Pacifica Homeowners' Assn. v. Wesley Palms Retirement Community
Decision Date | 19 March 1986 |
Citation | 178 Cal.App.3d 1147,224 Cal.Rptr. 380 |
Court | California Court of Appeals Court of Appeals |
Parties | PACIFICA HOMEOWNERS' ASSOCIATION, Plaintiff and Appellant, v. WESLEY PALMS RETIREMENT COMMUNITY, et al., Defendants and Respondents. D002396. |
A. Lee Estep and Estep, Williams & Gordon, San Diego, for plaintiff and appellant.
Kadison, Pfaelzer, Woodard, Quinn & Rossi and Laurence J. Hutt, Los Angeles, for defendants and respondents.
Pacifica Homeowners' Association (Association) appeals the sustaining of a demurrer and the dismissal of its action seeking to enjoin the Wesley Palms Retirement Community and Pacifica Homes, Inc. (collectively Wesley Palms) from allowing trees on its property to grow higher than its five-story building.
The Association's members own single-family residences in a development, Pacifica Homes (Pacifica), located uphill from Wesley Palms on Mount Soledad in the City of San Diego (City).

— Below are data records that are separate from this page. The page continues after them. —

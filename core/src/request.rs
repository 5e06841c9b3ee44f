//! Request identity.
//!
//! A [`Request`] pairs the caller's query with a stable [`RequestId`]. The id
//! is either supplied by the caller (an `"id"` field on the query) or derived
//! by serializing the query canonically: object keys are sorted recursively,
//! array order is kept.

use crate::error::ValidationError;
use serde::{Deserialize, Serialize};
use serde_json::{Map, Value};
use std::fmt;

/// Stable identifier of a logical request.
///
/// # Examples
///
/// ```
/// use fetchline_core::RequestId;
///
/// let id = RequestId::new("todos");
/// assert_eq!(id.as_str(), "todos");
/// ```
#[derive(Clone, Debug, PartialEq, Eq, Hash, PartialOrd, Ord, Serialize, Deserialize)]
pub struct RequestId(String);

impl RequestId {
    /// Create a new `RequestId` from a string.
    #[must_use]
    pub fn new(id: impl Into<String>) -> Self {
        Self(id.into())
    }

    /// Get the id as a string slice.
    #[must_use]
    pub fn as_str(&self) -> &str {
        &self.0
    }

    /// Convert the id into its inner `String`.
    #[must_use]
    pub fn into_inner(self) -> String {
        self.0
    }
}

impl fmt::Display for RequestId {
    fn fmt(&self, f: &mut fmt::Formatter<'_>) -> fmt::Result {
        f.write_str(&self.0)
    }
}

impl From<String> for RequestId {
    fn from(s: String) -> Self {
        Self(s)
    }
}

impl From<&str> for RequestId {
    fn from(s: &str) -> Self {
        Self(s.to_string())
    }
}

impl AsRef<str> for RequestId {
    fn as_ref(&self) -> &str {
        &self.0
    }
}

/// A caller's logical fetch: the query plus its identity.
#[derive(Clone, Debug, PartialEq, Serialize, Deserialize)]
pub struct Request {
    id: RequestId,
    query: Value,
}

impl Request {
    /// A request carrying only an id.
    ///
    /// Used for operations that address a cache entry without a query, such as
    /// eviction.
    #[must_use]
    pub const fn from_id(id: RequestId) -> Self {
        Self {
            id,
            query: Value::Null,
        }
    }

    /// The request id.
    #[must_use]
    pub const fn id(&self) -> &RequestId {
        &self.id
    }

    /// The original query.
    #[must_use]
    pub const fn query(&self) -> &Value {
        &self.query
    }

    /// Look up a top-level field of the query.
    #[must_use]
    pub fn field(&self, name: &str) -> Option<&Value> {
        self.query.get(name)
    }
}

impl TryFrom<Value> for Request {
    type Error = ValidationError;

    fn try_from(query: Value) -> Result<Self, Self::Error> {
        build_request(query)
    }
}

/// Build a [`Request`] from a query value.
///
/// A non-empty `"id"` field (string or number) is used verbatim. Otherwise the
/// id is the canonical serialization of the whole query.
///
/// # Errors
///
/// Returns [`ValidationError::NotAnObject`] when `query` is not a JSON object.
///
/// # Examples
///
/// ```
/// use fetchline_core::build_request;
/// use serde_json::json;
///
/// let a = build_request(json!({ "a": 1, "b": 2 })).unwrap();
/// let b = build_request(json!({ "b": 2, "a": 1 })).unwrap();
/// assert_eq!(a.id(), b.id());
///
/// let explicit = build_request(json!({ "id": "todos", "page": 3 })).unwrap();
/// assert_eq!(explicit.id().as_str(), "todos");
/// ```
pub fn build_request(query: Value) -> Result<Request, ValidationError> {
    let Value::Object(fields) = &query else {
        return Err(ValidationError::NotAnObject(kind_of(&query)));
    };

    let id = explicit_id(fields).unwrap_or_else(|| canonical_string(&query));

    Ok(Request {
        id: RequestId(id),
        query,
    })
}

fn explicit_id(fields: &Map<String, Value>) -> Option<String> {
    match fields.get("id")? {
        Value::String(id) if !id.is_empty() => Some(id.clone()),
        Value::Number(n) => Some(n.to_string()),
        _ => None,
    }
}

/// Rebuild a value with every object's keys in sorted order.
///
/// Arrays keep their element order.
#[must_use]
pub fn canonicalize(value: &Value) -> Value {
    match value {
        Value::Object(fields) => {
            let mut keys: Vec<&String> = fields.keys().collect();
            keys.sort();

            let mut sorted = Map::with_capacity(fields.len());
            for key in keys {
                if let Some(inner) = fields.get(key) {
                    sorted.insert(key.clone(), canonicalize(inner));
                }
            }
            Value::Object(sorted)
        },
        Value::Array(items) => Value::Array(items.iter().map(canonicalize).collect()),
        other => other.clone(),
    }
}

/// Canonical JSON text of a value (see [`canonicalize`]).
#[must_use]
pub fn canonical_string(value: &Value) -> String {
    canonicalize(value).to_string()
}

const fn kind_of(value: &Value) -> &'static str {
    match value {
        Value::Null => "null",
        Value::Bool(_) => "a boolean",
        Value::Number(_) => "a number",
        Value::String(_) => "a string",
        Value::Array(_) => "an array",
        Value::Object(_) => "an object",
    }
}

#[cfg(test)]
#[allow(clippy::unwrap_used)] // Test code can unwrap
mod tests {
    use super::*;
    use serde_json::json;

    #[test]
    fn test_key_order_does_not_change_id() {
        let a = build_request(json!({ "a": 1, "b": 2 })).unwrap();
        let b = build_request(json!({ "b": 2, "a": 1 })).unwrap();
        assert_eq!(a.id(), b.id());
    }

    #[test]
    fn test_nested_key_order_does_not_change_id() {
        let a = build_request(json!({ "filter": { "x": 1, "y": [ { "p": 1, "q": 2 } ] } })).unwrap();
        let b = build_request(json!({ "filter": { "y": [ { "q": 2, "p": 1 } ], "x": 1 } })).unwrap();
        assert_eq!(a.id(), b.id());
    }

    #[test]
    fn test_array_order_changes_id() {
        let a = build_request(json!({ "arr": [1, 2] })).unwrap();
        let b = build_request(json!({ "arr": [2, 1] })).unwrap();
        assert_ne!(a.id(), b.id());
    }

    #[test]
    fn test_explicit_id_is_used_verbatim() {
        let request = build_request(json!({ "id": "b-then-a", "z": 1, "a": 2 })).unwrap();
        assert_eq!(request.id().as_str(), "b-then-a");
        assert_eq!(request.field("z"), Some(&json!(1)));
    }

    #[test]
    fn test_numeric_id_is_used() {
        let request = build_request(json!({ "id": 42 })).unwrap();
        assert_eq!(request.id().as_str(), "42");
    }

    #[test]
    fn test_empty_id_falls_back_to_canonical_form() {
        let request = build_request(json!({ "id": "", "b": 1 })).unwrap();
        assert_eq!(request.id().as_str(), r#"{"b":1,"id":""}"#);
    }

    #[test]
    fn test_empty_query_has_stable_id() {
        let request = build_request(json!({})).unwrap();
        assert_eq!(request.id().as_str(), "{}");
    }

    #[test]
    fn test_non_object_queries_are_rejected() {
        assert_eq!(
            build_request(json!([1, 2])),
            Err(ValidationError::NotAnObject("an array"))
        );
        assert_eq!(
            build_request(json!("todos")),
            Err(ValidationError::NotAnObject("a string"))
        );
        assert_eq!(build_request(Value::Null), Err(ValidationError::NotAnObject("null")));
    }

    #[test]
    fn test_from_id_has_no_query() {
        let request = Request::from_id(RequestId::new("gone"));
        assert_eq!(request.id().as_str(), "gone");
        assert!(request.query().is_null());
    }
}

These residences have views of the ocean, Mission Bay and the city. Covenants contained in the homeowners' deeds protect these views from future obstruction.
Wesley Palms was granted a conditional use permit in 1958 to operate a retirement hotel on its 40-acre tract of land. In the findings of fact supporting issuance of the permit, the City, inter alia, stated:
The City also attached conditions to the issuance of the permit, including:
By 1984, eucalyptus and pine trees on the Wesley Palms property exceeded the height of its five-story building and were obstructing views in Pacifica. Attempts to resolve the problem broke down and the Association filed suit in February 1984, alleging Wesley Palms had interferred with an easement to light, air and an unobstructed view created by the conditional use permit in favor of the Association. The Association sought damages and injunctive relief. In July 1984, the Association amended the complaint. It sought injunctive relief, alleging the Wesley Palms property was burdened with a servitude in favor of the Association to not permit any obstruction exceeding the height of Wesley Palms' five-story building, had a duty under the conditional use permit to maintain its land so as not to be injurious to the Association's property and was creating a nuisance by allowing its trees to obstruct the Association's light and view.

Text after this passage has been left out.